══ GIVEN RECORDS

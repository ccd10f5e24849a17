//! Ledger operations.
//!
//! Handlers take the state they touch as explicit arguments (a [`Keeper`],
//! the block's [`ProtocolParameters`], the outbound queue and an event
//! sink) and return a typed [`Result`]. Validation errors leave state
//! untouched; the [`BlockProcessor`] turns them into refunds.
//!
//! ## Modules
//!
//! - [`msg`]: parsed inbound messages
//! - [`liquidity`]: add and withdraw liquidity
//! - [`bond`]: bond valuation, bond/unbond/leave
//! - [`refund`]: version-selected bond refunds
//! - [`slashing`]: slash to reserve, pool subsidies, vault theft
//! - [`ragnarok`]: vault retirement and end-block refunds
//! - [`processor`]: per-block orchestration
//!
//! [`Keeper`]: crate::store::Keeper
//! [`ProtocolParameters`]: crate::params::ProtocolParameters
//! [`Result`]: crate::errors::Result

pub mod bond;
pub mod liquidity;
pub mod msg;
pub mod processor;
pub mod ragnarok;
pub mod refund;
pub mod slashing;

#[cfg(test)]
mod testutil;

pub use bond::{
    calc_free_bondable_liquidity, calc_liquidity_in_settlement, calc_lp_liquidity_bond, calc_node_liquidity_bond,
    calc_total_bondable_liquidity, handle_bond, handle_leave, handle_unbond, reward_share, validate_bond,
    validate_unbond,
};
pub use liquidity::{add_liquidity, withdraw_liquidity, AddOutcome, WithdrawOutcome};
pub use msg::{AddLiquidityMsg, BondMsg, LeaveMsg, LedgerMsg, RagnarokObservation, UnbondMsg, WithdrawLiquidityMsg};
pub use processor::BlockProcessor;
pub use ragnarok::{begin_retirement, handle_ragnarok_observation, migrate_retiring_vaults, process_ragnarok_refunds};
pub use refund::{refund_bond, refund_strategies, RefundOutcome, RefundRequest, RefundStrategy};
pub use slashing::{coins_value_in_settlement, slash_node_lp, slash_vault_theft, subsidize_pools_with_slash_bond};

════

## REQUIRED WORK
Repeat only the lines running from the line that contains "pub mod ragnarok;" through the last line above, inclusive.

## RESULT OF THIS EXERCISE
pub mod ragnarok;
pub mod refund;
pub mod slashing;

#[cfg(test)]
mod testutil;

pub use bond::{
    calc_free_bondable_liquidity, calc_liquidity_in_settlement, calc_lp_liquidity_bond, calc_node_liquidity_bond,
    calc_total_bondable_liquidity, handle_bond, handle_leave, handle_unbond, reward_share, validate_bond,
    validate_unbond,
};
pub use liquidity::{add_liquidity, withdraw_liquidity, AddOutcome, WithdrawOutcome};
pub use msg::{AddLiquidityMsg, BondMsg, LeaveMsg, LedgerMsg, RagnarokObservation, UnbondMsg, WithdrawLiquidityMsg};
pub use processor::BlockProcessor;
pub use ragnarok::{begin_retirement, handle_ragnarok_observation, migrate_retiring_vaults, process_ragnarok_refunds};
pub use refund::{refund_bond, refund_strategies, RefundOutcome, RefundRequest, RefundStrategy};
pub use slashing::{coins_value_in_settlement, slash_node_lp, slash_vault_theft, subsidize_pools_with_slash_bond};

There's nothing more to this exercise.